Irma's performance as a professional-in-training is inadequate. She's involved in many activities and has interests that compete with her professional preparation. Though Irma has potential, her behavior is "unprofessional" or even "professionally unethical." That is, if ethics is concerned with actions and practice, with what one ought to do (Pojman, pp.1-2), them Irma's actions do not represent ethical behavior. Rather, they violate principles of professional ethics that should be part of her professional preparation. If professional ethics concerns, "those norms, values, and principles that should govern the professional conduct of teacher..." (Strike & Ternasky, p. 2), Irma flunks this part of her training. her behavior violates the most basic principle of the NEA's Code of Ethics of the Education Profession (NEA, 2003)--Irma is not foundationally committed to her students.

A teacher's first moral obligation is to provide excellent instruction. Teachers with a high level of moral professionalism have a deep obligation to help students learn. According to Wynne (1995), teachers with that sense of obligation demonstrate their moral professionalism by:

* coming to work regularly and on time;
* being well informed about their student-matter;
* planning and conducting classes with care;
* regularly reviewing and updating instructional practices;
* cooperating with, or if necessary, confronting parents of underachieving students;
* cooperating with colleagues and observing school policies so the whole institution works effectively;
* tactfully, bur firmly criticizing unsatisfactory school policies and proposing constructive improvement.

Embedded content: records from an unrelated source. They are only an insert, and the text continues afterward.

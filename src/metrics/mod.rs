//! Prometheus metrics for analysis monitoring.
//!
//! # Metrics Exposed
//!
//! ## Throughput
//! - `bitplane_stego_images_analyzed_total` - Images analyzed successfully
//! - `bitplane_stego_suspicious_total` - Images flagged as suspicious
//! - `bitplane_stego_failures_total` - Analyses that failed
//!
//! ## Latest Verdict
//! - `bitplane_stego_consecutive_suspicious` - Consecutive suspicious images
//! - `bitplane_stego_last_suspicious` - Latest verdict (1=suspicious, 0=clean)
//! - `bitplane_stego_last_image_pixels` - Pixel count of the latest image
//! - `bitplane_stego_lsb_ones_percentage{channel}` - Latest LSB ones share per channel
//!
//! # Example
//!
//! ```
//! use bitplane_stego::metrics::{MetricsRegistry, MetricsSnapshot};
//!
//! let registry = MetricsRegistry::new().expect("Failed to create registry");
//!
//! registry.update(&MetricsSnapshot {
//!     total_analyzed: 12,
//!     total_suspicious: 3,
//!     last_suspicious: true,
//!     last_ones_percentage: Some([49.8, 50.3, 12.5]),
//!     ..Default::default()
//! });
//!
//! assert!(registry.encode().unwrap().contains("bitplane_stego_suspicious_total 3"));
//! ```

mod collector;

pub use collector::{MetricsError, MetricsRegistry, MetricsSnapshot};
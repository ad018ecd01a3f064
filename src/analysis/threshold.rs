//! Pattern classification thresholds.
//!
//! The classification order is fixed: "mostly ones" is tested first, then
//! "mostly zeros", then exact balance; everything else is "random". With
//! the default bounds the bands (40, 50) and (50, 60) therefore classify as
//! random, matching the historical behaviour of the upload service.

use super::statistics::OnesShare;
use crate::extraction::Channel;
use serde::{Deserialize, Serialize};

/// Coarse shape of a binary matrix's bit distribution.
#[derive(Debug, Clone, Copy, PartialEq, Eq, Hash, Serialize, Deserialize)]
#[serde(rename_all = "snake_case")]
pub enum Pattern {
    /// More ones than the upper bound allows.
    MostlyOnes,
    /// Fewer ones than the lower bound allows.
    MostlyZeros,
    /// Exactly the balance point.
    Balanced,
    /// Anything else.
    Random,
}

impl Pattern {
    /// Wire name of the pattern.
    pub fn as_str(self) -> &'static str {
        match self {
            Pattern::MostlyOnes => "mostly_ones",
            Pattern::MostlyZeros => "mostly_zeros",
            Pattern::Balanced => "balanced",
            Pattern::Random => "random",
        }
    }
}

impl std::fmt::Display for Pattern {
    fn fmt(&self, f: &mut std::fmt::Formatter<'_>) -> std::fmt::Result {
        f.write_str(self.as_str())
    }
}

/// Percentage bounds used to classify bit planes.
#[derive(Debug, Clone, PartialEq, Serialize, Deserialize)]
#[serde(default)]
pub struct PatternThresholds {
    /// Ones-percentage strictly above this is `mostly_ones`.
    pub mostly_ones_above: f64,
    /// Ones-percentage strictly below this is `mostly_zeros`.
    pub mostly_zeros_below: f64,
    /// Ones-percentage exactly equal to this is `balanced`.
    pub balanced_at: f64,
    /// Ones-percentage strictly above this is an unusual distribution.
    pub unusual_above: f64,
    /// Ones-percentage strictly below this is an unusual distribution.
    pub unusual_below: f64,
}

impl Default for PatternThresholds {
    fn default() -> Self {
        Self {
            mostly_ones_above: 60.0,
            mostly_zeros_below: 40.0,
            balanced_at: 50.0,
            unusual_above: 70.0,
            unusual_below: 30.0,
        }
    }
}

impl PatternThresholds {
    /// Classifies a ones-percentage. First match wins.
    pub fn classify(&self, ones_percentage: f64) -> Pattern {
        if ones_percentage > self.mostly_ones_above {
            Pattern::MostlyOnes
        } else if ones_percentage < self.mostly_zeros_below {
            Pattern::MostlyZeros
        } else if ones_percentage == self.balanced_at {
            Pattern::Balanced
        } else {
            Pattern::Random
        }
    }

    /// Returns true if the percentage lies outside the unusual-distribution band.
    pub fn is_unusual(&self, ones_percentage: f64) -> bool {
        ones_percentage > self.unusual_above || ones_percentage < self.unusual_below
    }

    /// Checks the bounds are ordered and within 0..=100.
    pub fn validate(&self) -> Result<(), String> {
        let all = [
            self.mostly_ones_above,
            self.mostly_zeros_below,
            self.balanced_at,
            self.unusual_above,
            self.unusual_below,
        ];
        if all.iter().any(|v| !(0.0..=100.0).contains(v)) {
            return Err("percentages must lie within 0..=100".to_string());
        }
        if self.mostly_zeros_below > self.mostly_ones_above {
            return Err(format!(
                "mostly_zeros_below ({}) exceeds mostly_ones_above ({})",
                self.mostly_zeros_below, self.mostly_ones_above
            ));
        }
        if self.unusual_below > self.unusual_above {
            return Err(format!(
                "unusual_below ({}) exceeds unusual_above ({})",
                self.unusual_below, self.unusual_above
            ));
        }
        Ok(())
    }
}

/// A per-channel observation that contributes a recommendation.
#[derive(Debug, Clone, PartialEq, thiserror::Error)]
pub enum Anomaly {
    #[error("{channel} channel shows {pattern} pattern ({share}% ones)")]
    NonRandomPattern {
        channel: Channel,
        pattern: Pattern,
        share: OnesShare,
    },

    #[error("{channel} channel has unusual bit distribution")]
    UnusualDistribution { channel: Channel, percentage: f64 },
}

impl Anomaly {
    /// Returns true if this anomaly marks the image as suspicious.
    pub fn is_suspicious(&self) -> bool {
        matches!(self, Anomaly::NonRandomPattern { .. })
    }
}
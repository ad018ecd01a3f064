//! Analysis result assembly.
//!
//! Packages everything extracted from one image into a single immutable,
//! serializable value. Nothing here can fail on its own; errors only come
//! from the extraction stage.

use crate::analysis::{
    detect_steganography_with, generate_summary_with, PatternThresholds, StegoReport,
};
use crate::error::Result;
use crate::extraction::{BitPlane, ChannelSet, Extraction, Extractor};
use crate::ingest::Raster;
use chrono::{DateTime, SubsecRound, Utc};
use serde::{Deserialize, Serialize};

/// Image size in pixels.
#[derive(Debug, Clone, Copy, PartialEq, Eq, Serialize, Deserialize)]
pub struct Dimensions {
    pub width: u32,
    pub height: u32,
}

impl Dimensions {
    pub fn new(width: u32, height: u32) -> Self {
        Self { width, height }
    }

    /// Returns `width * height`.
    pub fn total_pixels(&self) -> u64 {
        u64::from(self.width) * u64::from(self.height)
    }
}

/// Channels, bit planes and LSB planes of one analyzed image.
///
/// `lsb_analysis` always equals the channels of `bit_planes[0]`.
#[derive(Debug, Clone, PartialEq, Serialize, Deserialize)]
#[serde(rename_all = "camelCase")]
pub struct AnalysisResult {
    /// Name the image was submitted under.
    pub filename: String,
    /// Size of the decoded image.
    pub dimensions: Dimensions,
    /// Raw channel samples.
    pub rgb_channels: ChannelSet,
    /// Planes 0 through 7, in order.
    pub bit_planes: Vec<BitPlane>,
    /// LSB plane of every channel.
    pub lsb_analysis: ChannelSet,
    /// When the analysis ran.
    #[serde(with = "iso_millis")]
    pub timestamp: DateTime<Utc>,
}

impl AnalysisResult {
    /// Packages an extraction, stamped with `timestamp`.
    pub fn assemble(
        filename: impl Into<String>,
        dimensions: Dimensions,
        extraction: Extraction,
        timestamp: DateTime<Utc>,
    ) -> Self {
        let Extraction {
            channels,
            bit_planes,
            lsb,
        } = extraction;

        Self {
            filename: filename.into(),
            dimensions,
            rgb_channels: channels,
            bit_planes,
            lsb_analysis: lsb,
            timestamp,
        }
    }

    /// Extracts and packages a raster, stamped with the current time
    /// truncated to milliseconds.
    pub fn from_raster(filename: impl Into<String>, raster: &Raster) -> Result<Self> {
        let extraction = Extractor::new().process(raster)?;
        Ok(Self::assemble(
            filename,
            Dimensions::new(raster.width(), raster.height()),
            extraction,
            Utc::now().trunc_subsecs(3),
        ))
    }

    /// Returns bit plane `plane` (0 through 7).
    pub fn bit_plane(&self, plane: u8) -> Option<&BitPlane> {
        self.bit_planes.iter().find(|p| p.plane == plane)
    }

    /// Runs LSB detection over this result.
    pub fn detect(&self, thresholds: &PatternThresholds) -> Result<StegoReport> {
        detect_steganography_with(&self.lsb_analysis, thresholds)
    }

    /// Renders the plain-text summary of this result.
    pub fn summary(&self, thresholds: &PatternThresholds) -> Result<String> {
        generate_summary_with(&self.dimensions, &self.lsb_analysis, thresholds)
    }
}

/// ISO-8601 UTC timestamps with millisecond precision.
mod iso_millis {
    use chrono::{DateTime, SecondsFormat, Utc};
    use serde::{Deserialize, Deserializer, Serializer};

    pub fn serialize<S: Serializer>(ts: &DateTime<Utc>, s: S) -> Result<S::Ok, S::Error> {
        s.serialize_str(&ts.to_rfc3339_opts(SecondsFormat::Millis, true))
    }

    pub fn deserialize<'de, D: Deserializer<'de>>(d: D) -> Result<DateTime<Utc>, D::Error> {
        let raw = String::deserialize(d)?;
        DateTime::parse_from_rfc3339(&raw)
            .map(|ts| ts.with_timezone(&Utc))
            .map_err(serde::de::Error::custom)
    }
}
//! Blob storage abstraction.
//!
//! The analysis core only needs "fetch raw bytes by key". Storage backends
//! are injected through [`BlobStore`] so no SDK leaks into the pipeline.

use std::collections::HashMap;
use std::path::{Path, PathBuf};
use std::sync::RwLock;
use thiserror::Error;

/// Errors that can occur during blob store operations.
#[derive(Debug, Error)]
pub enum StoreError {
    #[error("blob not found: {0}")]
    NotFound(String),
    #[error("invalid blob key: {0}")]
    InvalidKey(String),
    #[error("storage I/O error: {0}")]
    Io(#[from] std::io::Error),
    #[error("storage backend error: {0}")]
    Backend(String),
}

/// Trait for blob storage backends.
///
/// Implementations must be shareable across request handlers.
pub trait BlobStore: Send + Sync {
    /// Fetches the bytes stored under `key`.
    fn fetch(&self, key: &str) -> Result<Vec<u8>, StoreError>;

    /// Stores `bytes` under `key`, replacing any existing blob.
    fn put(&self, key: &str, bytes: &[u8]) -> Result<(), StoreError>;

    /// Removes the blob stored under `key`.
    fn delete(&self, key: &str) -> Result<(), StoreError>;
}

/// Rejects empty keys and keys that could escape a storage root.
pub fn validate_key(key: &str) -> Result<(), StoreError> {
    let bad = key.is_empty()
        || key == "."
        || key == ".."
        || key.contains(['/', '\\', '\0'])
        || key.starts_with('.');
    if bad {
        return Err(StoreError::InvalidKey(key.to_string()));
    }
    Ok(())
}

/// In-memory store used by tests and the default server.
#[derive(Debug, Default)]
pub struct MemoryStore {
    blobs: RwLock<HashMap<String, Vec<u8>>>,
}

impl MemoryStore {
    pub fn new() -> Self {
        Self::default()
    }

    /// Returns the number of stored blobs.
    pub fn len(&self) -> usize {
        self.blobs.read().map(|b| b.len()).unwrap_or(0)
    }

    /// Returns true if nothing is stored.
    pub fn is_empty(&self) -> bool {
        self.len() == 0
    }
}

fn poisoned() -> StoreError {
    StoreError::Backend("memory store lock poisoned".to_string())
}

impl BlobStore for MemoryStore {
    fn fetch(&self, key: &str) -> Result<Vec<u8>, StoreError> {
        validate_key(key)?;
        let blobs = self.blobs.read().map_err(|_| poisoned())?;
        blobs
            .get(key)
            .cloned()
            .ok_or_else(|| StoreError::NotFound(key.to_string()))
    }

    fn put(&self, key: &str, bytes: &[u8]) -> Result<(), StoreError> {
        validate_key(key)?;
        let mut blobs = self.blobs.write().map_err(|_| poisoned())?;
        blobs.insert(key.to_string(), bytes.to_vec());
        tracing::debug!(key, bytes = bytes.len(), "Stored blob in memory");
        Ok(())
    }

    fn delete(&self, key: &str) -> Result<(), StoreError> {
        validate_key(key)?;
        let mut blobs = self.blobs.write().map_err(|_| poisoned())?;
        blobs
            .remove(key)
            .map(|_| ())
            .ok_or_else(|| StoreError::NotFound(key.to_string()))
    }
}

/// Stores each blob as a file directly under a root directory.
#[derive(Debug, Clone)]
pub struct DirectoryStore {
    root: PathBuf,
}

impl DirectoryStore {
    /// Opens a store rooted at `root`, creating the directory if needed.
    pub fn open(root: impl AsRef<Path>) -> Result<Self, StoreError> {
        let root = root.as_ref().to_path_buf();
        std::fs::create_dir_all(&root)?;
        tracing::info!(root = %root.display(), "Opened directory store");
        Ok(Self { root })
    }

    /// Returns the root directory.
    pub fn root(&self) -> &Path {
        &self.root
    }

    fn path_for(&self, key: &str) -> Result<PathBuf, StoreError> {
        validate_key(key)?;
        Ok(self.root.join(key))
    }
}

fn not_found_or_io(key: &str, err: std::io::Error) -> StoreError {
    if err.kind() == std::io::ErrorKind::NotFound {
        StoreError::NotFound(key.to_string())
    } else {
        StoreError::Io(err)
    }
}

impl BlobStore for DirectoryStore {
    fn fetch(&self, key: &str) -> Result<Vec<u8>, StoreError> {
        let path = self.path_for(key)?;
        std::fs::read(path).map_err(|e| not_found_or_io(key, e))
    }

    fn put(&self, key: &str, bytes: &[u8]) -> Result<(), StoreError> {
        let path = self.path_for(key)?;
        std::fs::write(&path, bytes)?;
        tracing::debug!(path = %path.display(), bytes = bytes.len(), "Stored blob");
        Ok(())
    }

    fn delete(&self, key: &str) -> Result<(), StoreError> {
        let path = self.path_for(key)?;
        std::fs::remove_file(path).map_err(|e| not_found_or_io(key, e))
    }
}

/// Read-only store backed by a fetch closure.
///
/// Lets callers hand the analyzer any "bytes by key" capability without
/// implementing the full trait.
pub struct FetchFn<F>(pub F);

impl<F> BlobStore for FetchFn<F>
where
    F: Fn(&str) -> Result<Vec<u8>, StoreError> + Send + Sync,
{
    fn fetch(&self, key: &str) -> Result<Vec<u8>, StoreError> {
        (self.0)(key)
    }

    fn put(&self, key: &str, _bytes: &[u8]) -> Result<(), StoreError> {
        Err(StoreError::Backend(format!("read-only source, cannot store {key}")))
    }

    fn delete(&self, key: &str) -> Result<(), StoreError> {
        Err(StoreError::Backend(format!("read-only source, cannot delete {key}")))
    }
}

#[cfg(test)]
mod tests {
    use super::*;

    #[test]
    fn test_memory_store_lifecycle() {
        let store = MemoryStore::new();
        assert!(store.is_empty());

        store.put("photo.png", b"abc").unwrap();
        assert_eq!(store.fetch("photo.png").unwrap(), b"abc");
        assert_eq!(store.len(), 1);

        store.delete("photo.png").unwrap();
        assert!(matches!(
            store.fetch("photo.png"),
            Err(StoreError::NotFound(_))
        ));
        assert!(matches!(
            store.delete("photo.png"),
            Err(StoreError::NotFound(_))
        ));
    }

    #[test]
    fn test_key_validation() {
        assert!(validate_key("upload-1700000000.png").is_ok());
        for bad in ["", "..", "../etc/passwd", "a/b", "a\\b", ".hidden"] {
            assert!(
                matches!(validate_key(bad), Err(StoreError::InvalidKey(_))),
                "{bad:?} should be rejected"
            );
        }
    }

    #[test]
    fn test_directory_store_lifecycle() {
        let dir = tempfile::tempdir().unwrap();
        let store = DirectoryStore::open(dir.path().join("blobs")).unwrap();

        store.put("image.bmp", &[1, 2, 3]).unwrap();
        assert!(store.root().join("image.bmp").exists());
        assert_eq!(store.fetch("image.bmp").unwrap(), vec![1, 2, 3]);

        store.delete("image.bmp").unwrap();
        assert!(matches!(
            store.fetch("image.bmp"),
            Err(StoreError::NotFound(_))
        ));
    }

    #[test]
    fn test_directory_store_rejects_traversal() {
        let dir = tempfile::tempdir().unwrap();
        let store = DirectoryStore::open(dir.path()).unwrap();

        assert!(matches!(
            store.put("../escape", b"x"),
            Err(StoreError::InvalidKey(_))
        ));
    }

    #[test]
    fn test_fetch_fn_is_read_only() {
        let source = FetchFn(|key: &str| {
            if key == "known" {
                Ok(vec![9])
            } else {
                Err(StoreError::NotFound(key.to_string()))
            }
        });

        assert_eq!(source.fetch("known").unwrap(), vec![9]);
        assert!(source.fetch("other").is_err());
        assert!(matches!(source.put("known", &[]), Err(StoreError::Backend(_))));
    }
}
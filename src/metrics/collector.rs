//! Metrics collection and registry.

use crate::analysis::DetectionMetrics;
use crate::extraction::Channel;
use prometheus::{Encoder, GaugeVec, IntCounter, IntGauge, Opts, Registry, TextEncoder};
use thiserror::Error;

/// Errors that can occur during metrics operations.
#[derive(Debug, Error)]
pub enum MetricsError {
    #[error("prometheus error: {0}")]
    Prometheus(#[from] prometheus::Error),
}

/// A snapshot of detection state for metrics update.
#[derive(Debug, Clone, Default)]
pub struct MetricsSnapshot {
    /// Images analyzed successfully.
    pub total_analyzed: u64,
    /// Images flagged as suspicious.
    pub total_suspicious: u64,
    /// Failed analyses.
    pub total_failures: u64,
    /// Consecutive suspicious images.
    pub consecutive_suspicious: u64,
    /// Whether the latest image was suspicious.
    pub last_suspicious: bool,
    /// Pixel count of the latest image.
    pub last_pixels: Option<usize>,
    /// LSB ones-percentage of the latest image, red/green/blue.
    pub last_ones_percentage: Option<[f64; 3]>,
}

/// Prometheus metrics registry for analysis monitoring.
pub struct MetricsRegistry {
    registry: Registry,

    // Throughput
    analyzed_total: IntCounter,
    suspicious_total: IntCounter,
    failures_total: IntCounter,

    // Latest verdict
    consecutive_suspicious: IntGauge,
    last_suspicious: IntGauge,
    last_pixels: IntGauge,
    lsb_ones_percentage: GaugeVec,
}

impl MetricsRegistry {
    /// Creates a new metrics registry with all analysis metrics registered.
    pub fn new() -> Result<Self, MetricsError> {
        let registry = Registry::new();

        let analyzed_total = IntCounter::new(
            "bitplane_stego_images_analyzed_total",
            "Total number of images analyzed",
        )?;
        let suspicious_total = IntCounter::new(
            "bitplane_stego_suspicious_total",
            "Total number of images with a non-random LSB pattern",
        )?;
        let failures_total = IntCounter::new(
            "bitplane_stego_failures_total",
            "Total number of analyses that failed",
        )?;

        let consecutive_suspicious = IntGauge::new(
            "bitplane_stego_consecutive_suspicious",
            "Number of consecutive suspicious images",
        )?;
        let last_suspicious = IntGauge::new(
            "bitplane_stego_last_suspicious",
            "Verdict for the latest image (1=suspicious, 0=clean)",
        )?;
        let last_pixels = IntGauge::new(
            "bitplane_stego_last_image_pixels",
            "Pixel count of the latest analyzed image",
        )?;
        let lsb_ones_percentage = GaugeVec::new(
            Opts::new(
                "bitplane_stego_lsb_ones_percentage",
                "Share of ones in the latest image's LSB plane",
            ),
            &["channel"],
        )?;

        registry.register(Box::new(analyzed_total.clone()))?;
        registry.register(Box::new(suspicious_total.clone()))?;
        registry.register(Box::new(failures_total.clone()))?;
        registry.register(Box::new(consecutive_suspicious.clone()))?;
        registry.register(Box::new(last_suspicious.clone()))?;
        registry.register(Box::new(last_pixels.clone()))?;
        registry.register(Box::new(lsb_ones_percentage.clone()))?;

        Ok(Self {
            registry,
            analyzed_total,
            suspicious_total,
            failures_total,
            consecutive_suspicious,
            last_suspicious,
            last_pixels,
            lsb_ones_percentage,
        })
    }

    /// Updates all metrics from a snapshot.
    pub fn update(&self, snapshot: &MetricsSnapshot) {
        // Counters only move forward by the difference
        bump(&self.analyzed_total, snapshot.total_analyzed);
        bump(&self.suspicious_total, snapshot.total_suspicious);
        bump(&self.failures_total, snapshot.total_failures);

        self.consecutive_suspicious
            .set(snapshot.consecutive_suspicious as i64);
        self.last_suspicious
            .set(if snapshot.last_suspicious { 1 } else { 0 });

        if let Some(pixels) = snapshot.last_pixels {
            self.last_pixels.set(pixels as i64);
        }
        if let Some(percentages) = snapshot.last_ones_percentage {
            for (channel, pct) in Channel::ALL.iter().zip(percentages) {
                let label = channel.name().to_ascii_lowercase();
                self.lsb_ones_percentage
                    .with_label_values(&[label.as_str()])
                    .set(pct);
            }
        }
    }

    /// Returns the underlying Prometheus registry.
    pub fn registry(&self) -> &Registry {
        &self.registry
    }

    /// Encodes all metrics in Prometheus text format.
    pub fn encode(&self) -> Result<String, MetricsError> {
        let encoder = TextEncoder::new();
        let metric_families = self.registry.gather();
        let mut buffer = Vec::new();
        encoder.encode(&metric_families, &mut buffer)?;
        Ok(String::from_utf8_lossy(&buffer).into_owned())
    }
}

fn bump(counter: &IntCounter, target: u64) {
    let current = counter.get();
    if target > current {
        counter.inc_by(target - current);
    }
}

impl MetricsSnapshot {
    /// Creates a snapshot from the detection monitor's counts.
    pub fn from_detection(metrics: &DetectionMetrics) -> Self {
        let latest = metrics.latest.as_ref();

        Self {
            total_analyzed: metrics.total_analyzed,
            total_suspicious: metrics.total_suspicious,
            total_failures: metrics.total_failures,
            consecutive_suspicious: metrics.consecutive_suspicious,
            last_suspicious: latest.map_or(false, |r| r.suspicious),
            last_pixels: latest.map(|r| r.red_analysis.total_bits),
            last_ones_percentage: latest.map(|r| {
                [
                    r.red_analysis.ones_percentage,
                    r.green_analysis.ones_percentage,
                    r.blue_analysis.ones_percentage,
                ]
            }),
        }
    }
}
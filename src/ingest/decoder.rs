//! Image decoding into RGB rasters.
//!
//! Format detection and decompression are delegated to the `image` crate.
//! Anything it cannot read, or anything larger than the configured pixel
//! limit, is reported as [`AnalysisError::InvalidImage`].

use super::Raster;
use crate::config::DecodeConfig;
use crate::error::{AnalysisError, Result};
use image::ImageReader;
use std::io::Cursor;

/// Decodes encoded image bytes into a [`Raster`].
#[derive(Debug, Clone, Default)]
pub struct Decoder {
    config: DecodeConfig,
}

impl Decoder {
    /// Creates a decoder with the given limits.
    pub fn new(config: DecodeConfig) -> Self {
        Self { config }
    }

    /// Decodes PNG, JPEG, BMP or any other supported format.
    ///
    /// Alpha is discarded; greyscale and palette images are expanded to RGB.
    pub fn decode(&self, bytes: &[u8]) -> Result<Raster> {
        if bytes.is_empty() {
            return Err(AnalysisError::invalid("empty input"));
        }

        let (width, height) = reader(bytes)?
            .into_dimensions()
            .map_err(|e| AnalysisError::invalid(e.to_string()))?;
        self.check_limits(width, height)?;

        let image = reader(bytes)?
            .decode()
            .map_err(|e| AnalysisError::invalid(e.to_string()))?;

        tracing::debug!(width, height, color = ?image.color(), "Decoded image");

        Raster::from_rgb_image(image.to_rgb8())
    }

    fn check_limits(&self, width: u32, height: u32) -> Result<()> {
        let pixels = u64::from(width) * u64::from(height);
        if pixels > self.config.max_pixels {
            return Err(AnalysisError::invalid(format!(
                "{width}x{height} exceeds the {} pixel limit",
                self.config.max_pixels
            )));
        }
        Ok(())
    }
}

fn reader(bytes: &[u8]) -> Result<ImageReader<Cursor<&[u8]>>> {
    let reader = ImageReader::new(Cursor::new(bytes))
        .with_guessed_format()
        .map_err(|e| AnalysisError::invalid(e.to_string()))?;
    if reader.format().is_none() {
        return Err(AnalysisError::invalid("unrecognised image format"));
    }
    Ok(reader)
}

#[cfg(test)]
mod tests {
    use super::*;
    use crate::extraction::Channel;
    use image::{ImageFormat, Rgb, RgbImage, Rgba, RgbaImage};

    fn encode_png(image: &RgbImage) -> Vec<u8> {
        let mut out = Cursor::new(Vec::new());
        image.write_to(&mut out, ImageFormat::Png).unwrap();
        out.into_inner()
    }

    #[test]
    fn test_decode_png() {
        let image = RgbImage::from_fn(3, 2, |x, y| Rgb([x as u8, y as u8, 200]));
        let raster = Decoder::default().decode(&encode_png(&image)).unwrap();

        assert_eq!(raster.width(), 3);
        assert_eq!(raster.height(), 2);
        assert_eq!(raster.sample(2, 1, Channel::Red), Some(2));
        assert_eq!(raster.sample(2, 1, Channel::Green), Some(1));
        assert_eq!(raster.sample(2, 1, Channel::Blue), Some(200));
    }

    #[test]
    fn test_alpha_dropped() {
        let image = RgbaImage::from_pixel(2, 2, Rgba([10, 20, 30, 40]));
        let mut out = Cursor::new(Vec::new());
        image.write_to(&mut out, ImageFormat::Png).unwrap();

        let raster = Decoder::default().decode(out.get_ref()).unwrap();
        assert_eq!(raster.pixels().len(), 2 * 2 * 3);
        assert_eq!(&raster.pixels()[..3], &[10, 20, 30]);
    }

    #[test]
    fn test_garbage_rejected() {
        let result = Decoder::default().decode(b"definitely not an image");
        assert!(matches!(result, Err(AnalysisError::InvalidImage(_))));
    }

    #[test]
    fn test_empty_rejected() {
        assert!(matches!(
            Decoder::default().decode(&[]),
            Err(AnalysisError::InvalidImage(_))
        ));
    }

    #[test]
    fn test_pixel_limit() {
        let image = RgbImage::new(10, 10);
        let decoder = Decoder::new(DecodeConfig { max_pixels: 99 });

        assert!(matches!(
            decoder.decode(&encode_png(&image)),
            Err(AnalysisError::InvalidImage(_))
        ));
    }
}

Though codes of ethics may not have played a significant role in teacher preparation programs in the past, (Strike & Ternasky, p.3), professional ethical dispositions of teachers must now be addressed as part of the National Council for Accreditation of Teacher Education (NCATE) accreditation process (NCATE, 2002). A program of ethical education developed for dental professionals at the University of Minnesota more than 25 years ago is finding adaptations to other professional training programs, including the training of teachers (Rest & Narvaez, 1994). Called the Four-Component Model of Moral Maturity, the program assumes that moral behaviors are built on a series of component processes (Bebeau, Rest, & Narvaez, 1999). Each component is clearly defined, and educational goals, teaching strategies and assessment methods can be derived from those definitions. The components are:

1) Moral sensitivity, the awareness of how our actions affect other people. It involved being aware of the different lines of action and how each line of action affects the parties concerned. It involves knowing cause-consequent chains of events in the real world, and empathy and role-taking abilities.

2) Moral judgment is based on the work of Piaget (1965) and Kohlberg (1984) and involved intuitions about what is fair and moral. It requires adults to make moral judgments about complex human activities.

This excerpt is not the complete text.